(Saved data entries)
------------------------------

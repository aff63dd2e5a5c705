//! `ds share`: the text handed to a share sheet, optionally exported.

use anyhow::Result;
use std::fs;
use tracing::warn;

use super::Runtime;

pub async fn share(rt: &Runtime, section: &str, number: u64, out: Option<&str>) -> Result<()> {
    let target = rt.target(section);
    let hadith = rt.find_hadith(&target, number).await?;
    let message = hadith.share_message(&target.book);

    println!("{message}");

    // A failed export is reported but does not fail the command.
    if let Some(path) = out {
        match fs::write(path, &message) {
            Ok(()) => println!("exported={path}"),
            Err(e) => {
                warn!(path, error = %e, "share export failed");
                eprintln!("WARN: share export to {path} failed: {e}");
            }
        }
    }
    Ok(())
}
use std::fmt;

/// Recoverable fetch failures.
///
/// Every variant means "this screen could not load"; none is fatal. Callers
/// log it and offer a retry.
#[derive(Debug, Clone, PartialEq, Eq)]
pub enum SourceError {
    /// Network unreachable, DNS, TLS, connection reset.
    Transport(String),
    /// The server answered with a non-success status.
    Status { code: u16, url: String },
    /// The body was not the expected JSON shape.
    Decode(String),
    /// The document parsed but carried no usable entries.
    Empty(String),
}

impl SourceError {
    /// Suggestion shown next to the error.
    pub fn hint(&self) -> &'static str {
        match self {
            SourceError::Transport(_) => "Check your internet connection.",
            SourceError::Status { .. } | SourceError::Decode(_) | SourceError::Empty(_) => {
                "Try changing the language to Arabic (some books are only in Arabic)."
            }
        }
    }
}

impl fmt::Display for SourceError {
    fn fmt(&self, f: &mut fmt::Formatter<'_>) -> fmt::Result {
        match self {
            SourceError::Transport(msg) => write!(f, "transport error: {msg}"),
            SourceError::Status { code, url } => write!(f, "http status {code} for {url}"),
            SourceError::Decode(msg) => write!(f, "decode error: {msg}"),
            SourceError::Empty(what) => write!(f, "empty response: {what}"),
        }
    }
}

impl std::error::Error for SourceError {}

------------------------------

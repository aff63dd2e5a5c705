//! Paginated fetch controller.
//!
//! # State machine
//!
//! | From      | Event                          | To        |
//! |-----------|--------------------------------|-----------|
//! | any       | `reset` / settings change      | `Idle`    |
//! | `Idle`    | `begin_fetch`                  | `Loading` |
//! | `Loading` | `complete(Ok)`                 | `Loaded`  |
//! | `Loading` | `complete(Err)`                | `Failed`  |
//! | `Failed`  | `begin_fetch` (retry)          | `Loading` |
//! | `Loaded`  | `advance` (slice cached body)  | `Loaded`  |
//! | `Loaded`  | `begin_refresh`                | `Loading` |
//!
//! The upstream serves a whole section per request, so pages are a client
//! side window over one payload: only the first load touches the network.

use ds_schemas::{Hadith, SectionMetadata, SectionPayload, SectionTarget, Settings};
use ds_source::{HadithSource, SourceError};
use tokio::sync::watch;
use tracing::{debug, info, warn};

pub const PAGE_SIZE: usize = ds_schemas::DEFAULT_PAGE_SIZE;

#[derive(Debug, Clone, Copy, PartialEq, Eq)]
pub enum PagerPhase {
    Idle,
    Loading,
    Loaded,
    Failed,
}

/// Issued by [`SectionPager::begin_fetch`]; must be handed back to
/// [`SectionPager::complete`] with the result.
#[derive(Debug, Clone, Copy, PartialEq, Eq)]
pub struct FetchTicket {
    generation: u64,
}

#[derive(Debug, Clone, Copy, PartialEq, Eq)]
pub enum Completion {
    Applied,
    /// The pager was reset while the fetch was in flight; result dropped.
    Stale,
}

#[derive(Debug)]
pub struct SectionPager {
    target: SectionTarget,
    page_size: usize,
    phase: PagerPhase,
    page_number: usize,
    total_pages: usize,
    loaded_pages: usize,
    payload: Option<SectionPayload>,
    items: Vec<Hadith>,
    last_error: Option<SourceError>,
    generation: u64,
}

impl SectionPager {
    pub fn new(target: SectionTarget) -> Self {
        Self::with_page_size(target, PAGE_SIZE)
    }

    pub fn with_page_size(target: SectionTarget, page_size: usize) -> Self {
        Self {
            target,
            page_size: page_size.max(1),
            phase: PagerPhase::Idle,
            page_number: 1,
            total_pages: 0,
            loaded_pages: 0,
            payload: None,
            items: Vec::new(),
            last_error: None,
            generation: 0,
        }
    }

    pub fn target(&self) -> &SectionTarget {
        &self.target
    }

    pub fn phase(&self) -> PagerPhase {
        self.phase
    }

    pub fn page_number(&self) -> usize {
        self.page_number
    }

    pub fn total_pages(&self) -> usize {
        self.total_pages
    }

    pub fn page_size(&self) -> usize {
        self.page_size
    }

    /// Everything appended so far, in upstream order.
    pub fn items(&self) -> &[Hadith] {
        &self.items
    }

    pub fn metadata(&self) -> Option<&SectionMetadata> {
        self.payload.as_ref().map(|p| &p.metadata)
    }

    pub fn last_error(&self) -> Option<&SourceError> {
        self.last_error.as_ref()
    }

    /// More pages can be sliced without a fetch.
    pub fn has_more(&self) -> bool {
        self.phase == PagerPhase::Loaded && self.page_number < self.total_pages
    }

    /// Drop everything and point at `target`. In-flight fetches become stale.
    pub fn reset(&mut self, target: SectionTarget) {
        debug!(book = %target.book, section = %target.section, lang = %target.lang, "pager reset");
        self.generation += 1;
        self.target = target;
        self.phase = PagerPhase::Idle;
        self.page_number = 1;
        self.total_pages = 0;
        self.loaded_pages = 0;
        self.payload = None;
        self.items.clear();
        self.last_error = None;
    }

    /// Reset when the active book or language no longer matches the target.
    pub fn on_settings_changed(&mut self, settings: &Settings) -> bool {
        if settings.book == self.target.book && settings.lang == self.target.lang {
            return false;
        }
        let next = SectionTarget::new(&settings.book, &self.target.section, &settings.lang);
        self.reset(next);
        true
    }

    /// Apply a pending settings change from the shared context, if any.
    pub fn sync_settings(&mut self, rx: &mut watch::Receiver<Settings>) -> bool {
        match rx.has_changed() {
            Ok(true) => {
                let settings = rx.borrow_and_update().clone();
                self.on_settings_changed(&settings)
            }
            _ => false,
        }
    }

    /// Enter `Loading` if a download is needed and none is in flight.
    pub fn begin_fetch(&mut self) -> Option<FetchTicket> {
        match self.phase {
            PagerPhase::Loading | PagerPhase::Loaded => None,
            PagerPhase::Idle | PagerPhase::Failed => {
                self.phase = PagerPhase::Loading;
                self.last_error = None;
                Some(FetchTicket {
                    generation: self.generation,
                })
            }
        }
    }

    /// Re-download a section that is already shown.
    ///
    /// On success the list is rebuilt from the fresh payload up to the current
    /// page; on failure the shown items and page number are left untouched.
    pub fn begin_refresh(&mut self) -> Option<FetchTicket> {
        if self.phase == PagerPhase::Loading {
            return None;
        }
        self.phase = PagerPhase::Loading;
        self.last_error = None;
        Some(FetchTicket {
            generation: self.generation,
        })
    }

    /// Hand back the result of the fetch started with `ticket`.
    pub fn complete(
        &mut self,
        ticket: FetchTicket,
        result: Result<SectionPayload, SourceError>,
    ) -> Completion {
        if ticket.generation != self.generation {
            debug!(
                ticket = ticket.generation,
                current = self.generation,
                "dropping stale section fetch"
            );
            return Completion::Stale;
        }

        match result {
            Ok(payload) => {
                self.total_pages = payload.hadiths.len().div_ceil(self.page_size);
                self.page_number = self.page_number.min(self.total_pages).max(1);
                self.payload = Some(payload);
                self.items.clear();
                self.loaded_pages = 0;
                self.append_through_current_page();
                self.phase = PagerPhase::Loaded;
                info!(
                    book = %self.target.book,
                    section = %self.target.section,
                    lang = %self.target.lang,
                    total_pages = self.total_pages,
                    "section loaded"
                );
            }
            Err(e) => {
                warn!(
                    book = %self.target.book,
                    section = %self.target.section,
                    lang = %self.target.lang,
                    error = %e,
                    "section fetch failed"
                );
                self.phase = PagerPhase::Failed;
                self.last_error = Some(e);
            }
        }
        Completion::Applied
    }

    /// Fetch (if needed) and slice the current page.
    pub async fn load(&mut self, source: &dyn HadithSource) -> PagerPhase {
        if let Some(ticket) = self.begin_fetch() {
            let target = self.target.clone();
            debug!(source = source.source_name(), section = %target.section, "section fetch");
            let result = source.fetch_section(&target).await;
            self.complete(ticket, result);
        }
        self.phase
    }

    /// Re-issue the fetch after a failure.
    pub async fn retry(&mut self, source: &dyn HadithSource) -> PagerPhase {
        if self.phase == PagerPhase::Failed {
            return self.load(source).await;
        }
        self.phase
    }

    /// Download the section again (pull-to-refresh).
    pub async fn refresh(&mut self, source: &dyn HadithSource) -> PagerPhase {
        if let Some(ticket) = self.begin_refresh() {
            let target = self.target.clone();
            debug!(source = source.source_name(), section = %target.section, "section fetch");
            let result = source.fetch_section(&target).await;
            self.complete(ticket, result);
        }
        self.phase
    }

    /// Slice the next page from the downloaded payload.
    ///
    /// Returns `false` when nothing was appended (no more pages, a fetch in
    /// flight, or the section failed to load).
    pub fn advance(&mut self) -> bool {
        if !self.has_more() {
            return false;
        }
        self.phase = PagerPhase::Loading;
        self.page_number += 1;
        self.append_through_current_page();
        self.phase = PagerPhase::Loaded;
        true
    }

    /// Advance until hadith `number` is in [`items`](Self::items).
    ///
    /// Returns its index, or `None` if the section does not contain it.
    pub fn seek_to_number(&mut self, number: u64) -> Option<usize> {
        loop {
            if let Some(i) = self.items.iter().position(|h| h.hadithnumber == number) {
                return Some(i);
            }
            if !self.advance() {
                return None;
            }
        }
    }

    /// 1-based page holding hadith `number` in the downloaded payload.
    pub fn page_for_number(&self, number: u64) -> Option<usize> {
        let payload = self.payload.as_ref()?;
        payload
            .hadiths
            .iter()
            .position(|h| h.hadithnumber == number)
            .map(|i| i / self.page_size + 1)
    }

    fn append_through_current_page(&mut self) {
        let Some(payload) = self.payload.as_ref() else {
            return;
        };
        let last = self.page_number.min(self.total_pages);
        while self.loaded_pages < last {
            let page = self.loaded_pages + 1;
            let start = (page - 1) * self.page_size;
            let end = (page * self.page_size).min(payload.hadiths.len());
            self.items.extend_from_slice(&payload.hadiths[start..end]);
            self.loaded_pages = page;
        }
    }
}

------------------------------

For this exercise, output exactly the lines above from the line with "pub fn phase(&self)" to the line with "pub fn page_size(&self)", counting both, and leave out the rest.

- OUTPUT OF THE EXERCISE
    pub fn phase(&self) -> PagerPhase {
        self.phase
    }

    pub fn page_number(&self) -> usize {
        self.page_number
    }

    pub fn total_pages(&self) -> usize {
        self.total_pages
    }

    pub fn page_size(&self) -> usize {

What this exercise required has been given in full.